[Dataset items]

┌──

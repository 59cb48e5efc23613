// crates/wbat-gf2/src/bitvec.rs

//! Fixed-length packed bit vector.
//!
//! Bits are stored LSB-first inside 64-bit limbs. Limb bits at positions
//! `>= len` are always zero; every operation restores this invariant, so
//! `Eq` and `Hash` can work limb-wise without masking.

#![forbid(unsafe_code)]
#![deny(rust_2018_idioms)]
#![warn(
    missing_docs,
    clippy::all,
    clippy::pedantic,
    clippy::nursery,
    clippy::unwrap_used,
    clippy::expect_used
)]

use std::fmt;
use std::ops::{BitAnd, BitXor, BitXorAssign};

const LIMB_BITS: usize = 64;

/// Packed bit vector of fixed length over GF(2).
#[derive(Clone, PartialEq, Eq, Hash, Default)]
pub struct BitVec {
    len: usize,
    limbs: Vec<u64>,
}

impl BitVec {
    /// All-zeros vector of length `len`.
    #[must_use]
    pub fn zeros(len: usize) -> Self {
        Self {
            len,
            limbs: vec![0u64; len.div_ceil(LIMB_BITS)],
        }
    }

    /// All-ones vector of length `len`.
    #[must_use]
    pub fn ones(len: usize) -> Self {
        let mut v = Self {
            len,
            limbs: vec![u64::MAX; len.div_ceil(LIMB_BITS)],
        };
        v.mask_tail();
        v
    }

    /// Build a vector of length `len` from a bit-producing closure.
    #[must_use]
    pub fn from_fn<F: FnMut(usize) -> bool>(len: usize, mut f: F) -> Self {
        let mut v = Self::zeros(len);
        for i in 0..len {
            if f(i) {
                v.set(i, true);
            }
        }
        v
    }

    /// Number of bits.
    #[inline]
    #[must_use]
    pub fn len(&self) -> usize {
        self.len
    }

    /// Whether the vector has zero length.
    #[inline]
    #[must_use]
    pub fn is_empty(&self) -> bool {
        self.len == 0
    }

    /// Read bit `i`.
    ///
    /// # Panics
    /// Panics if `i >= len`.
    #[inline]
    #[must_use]
    pub fn get(&self, i: usize) -> bool {
        assert!(i < self.len, "bit index {i} out of range {}", self.len);
        (self.limbs[i / LIMB_BITS] >> (i % LIMB_BITS)) & 1 == 1
    }

    /// Write bit `i`.
    ///
    /// # Panics
    /// Panics if `i >= len`.
    #[inline]
    pub fn set(&mut self, i: usize, value: bool) {
        assert!(i < self.len, "bit index {i} out of range {}", self.len);
        let mask = 1u64 << (i % LIMB_BITS);
        if value {
            self.limbs[i / LIMB_BITS] |= mask;
        } else {
            self.limbs[i / LIMB_BITS] &= !mask;
        }
    }

    /// Number of set bits.
    #[must_use]
    pub fn popcount(&self) -> usize {
        self.limbs.iter().map(|l| l.count_ones() as usize).sum()
    }

    /// True iff no bit is set.
    #[must_use]
    pub fn is_zero(&self) -> bool {
        self.limbs.iter().all(|&l| l == 0)
    }

    /// True iff every bit is set.
    #[must_use]
    pub fn is_ones(&self) -> bool {
        self.popcount() == self.len
    }

    /// Bitwise complement (respecting the length).
    #[must_use]
    pub fn complement(&self) -> Self {
        let mut out = Self {
            len: self.len,
            limbs: self.limbs.iter().map(|l| !l).collect(),
        };
        out.mask_tail();
        out
    }

    /// XOR `other` into `self` in place.
    ///
    /// # Panics
    /// Panics if lengths differ.
    pub fn xor_assign(&mut self, other: &Self) {
        assert_eq!(self.len, other.len, "length mismatch in xor");
        for (a, b) in self.limbs.iter_mut().zip(&other.limbs) {
            *a ^= b;
        }
    }

    /// Parity of `self & other`, i.e. the GF(2) scalar product.
    ///
    /// # Panics
    /// Panics if lengths differ.
    #[must_use]
    pub fn parity_and(&self, other: &Self) -> bool {
        assert_eq!(self.len, other.len, "length mismatch in scalar product");
        let mut acc = 0u32;
        for (a, b) in self.limbs.iter().zip(&other.limbs) {
            acc ^= (a & b).count_ones();
        }
        acc & 1 == 1
    }

    /// Indices of the set bits, ascending.
    #[must_use]
    pub fn support(&self) -> Vec<usize> {
        (0..self.len).filter(|&i| self.get(i)).collect()
    }

    /// Clear any limb bits beyond `len`.
    fn mask_tail(&mut self) {
        let tail = self.len % LIMB_BITS;
        if tail != 0 {
            if let Some(last) = self.limbs.last_mut() {
                *last &= (1u64 << tail) - 1;
            }
        }
    }
}

impl BitXorAssign<&BitVec> for BitVec {
    fn bitxor_assign(&mut self, rhs: &BitVec) {
        self.xor_assign(rhs);
    }
}

impl BitXor<&BitVec> for &BitVec {
    type Output = BitVec;

    fn bitxor(self, rhs: &BitVec) -> BitVec {
        let mut out = self.clone();
        out.xor_assign(rhs);
        out
    }
}

impl BitAnd<&BitVec> for &BitVec {
    type Output = BitVec;

    fn bitand(self, rhs: &BitVec) -> BitVec {
        assert_eq!(self.len, rhs.len, "length mismatch in and");
        BitVec {
            len: self.len,
            limbs: self
                .limbs
                .iter()
                .zip(&rhs.limbs)
                .map(|(a, b)| a & b)
                .collect(),
        }
    }
}

impl fmt::Debug for BitVec {
    fn fmt(&self, f: &mut fmt::Formatter<'_>) -> fmt::Result {
        write!(f, "BitVec[{}; ", self.len)?;
        // Long vectors are abbreviated; the head is enough for diagnostics.
        let shown = self.len.min(64);
        for i in 0..shown {
            write!(f, "{}", u8::from(self.get(i)))?;
        }
        if shown < self.len {
            write!(f, "…")?;
        }
        write!(f, "]")
    }
}

#[cfg(test)]
mod tests {
    use super::*;

    #[test]
    fn set_get_roundtrip() {
        let mut v = BitVec::zeros(130);
        v.set(0, true);
        v.set(63, true);
        v.set(64, true);
        v.set(129, true);
        assert!(v.get(0) && v.get(63) && v.get(64) && v.get(129));
        assert!(!v.get(1) && !v.get(65));
        assert_eq!(v.popcount(), 4);

        v.set(64, false);
        assert!(!v.get(64));
        assert_eq!(v.popcount(), 3);
    }

    #[test]
    fn ones_and_complement_respect_length() {
        for len in [1usize, 7, 8, 63, 64, 65, 200] {
            let ones = BitVec::ones(len);
            assert_eq!(ones.popcount(), len);
            assert!(ones.is_ones());

            let zeros = ones.complement();
            assert!(zeros.is_zero());
            assert_eq!(zeros, BitVec::zeros(len));

            // complement twice is identity
            assert_eq!(zeros.complement(), ones);
        }
    }

    #[test]
    fn xor_is_self_inverse() {
        let a = BitVec::from_fn(100, |i| i % 3 == 0);
        let b = BitVec::from_fn(100, |i| i % 5 == 0);
        let mut c = &a ^ &b;
        c ^= &b;
        assert_eq!(c, a);
    }

    #[test]
    fn parity_and_matches_naive() {
        let a = BitVec::from_fn(77, |i| i % 2 == 0);
        let b = BitVec::from_fn(77, |i| i % 3 == 0);
        let naive = (0..77).filter(|&i| a.get(i) && b.get(i)).count() % 2 == 1;
        assert_eq!(a.parity_and(&b), naive);
        assert_eq!((&a & &b).popcount() % 2 == 1, naive);
    }

    #[test]
    fn equal_vectors_hash_equal() {
        use std::collections::HashMap;
        let a = BitVec::from_fn(65, |i| i == 64);
        let mut b = BitVec::zeros(65);
        b.set(64, true);

        let mut m = HashMap::new();
        m.insert(a, 1u32);
        assert_eq!(m.get(&b), Some(&1));
    }

    #[test]
    fn support_lists_set_bits() {
        let v = BitVec::from_fn(10, |i| i == 1 || i == 8);
        assert_eq!(v.support(), vec![1, 8]);
    }
}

└──

### PROBLEM STATEMENT:
Count every line in the preceding entries where the string "popcount" appears, then state only the total.

### SOLUTION BELOW:
6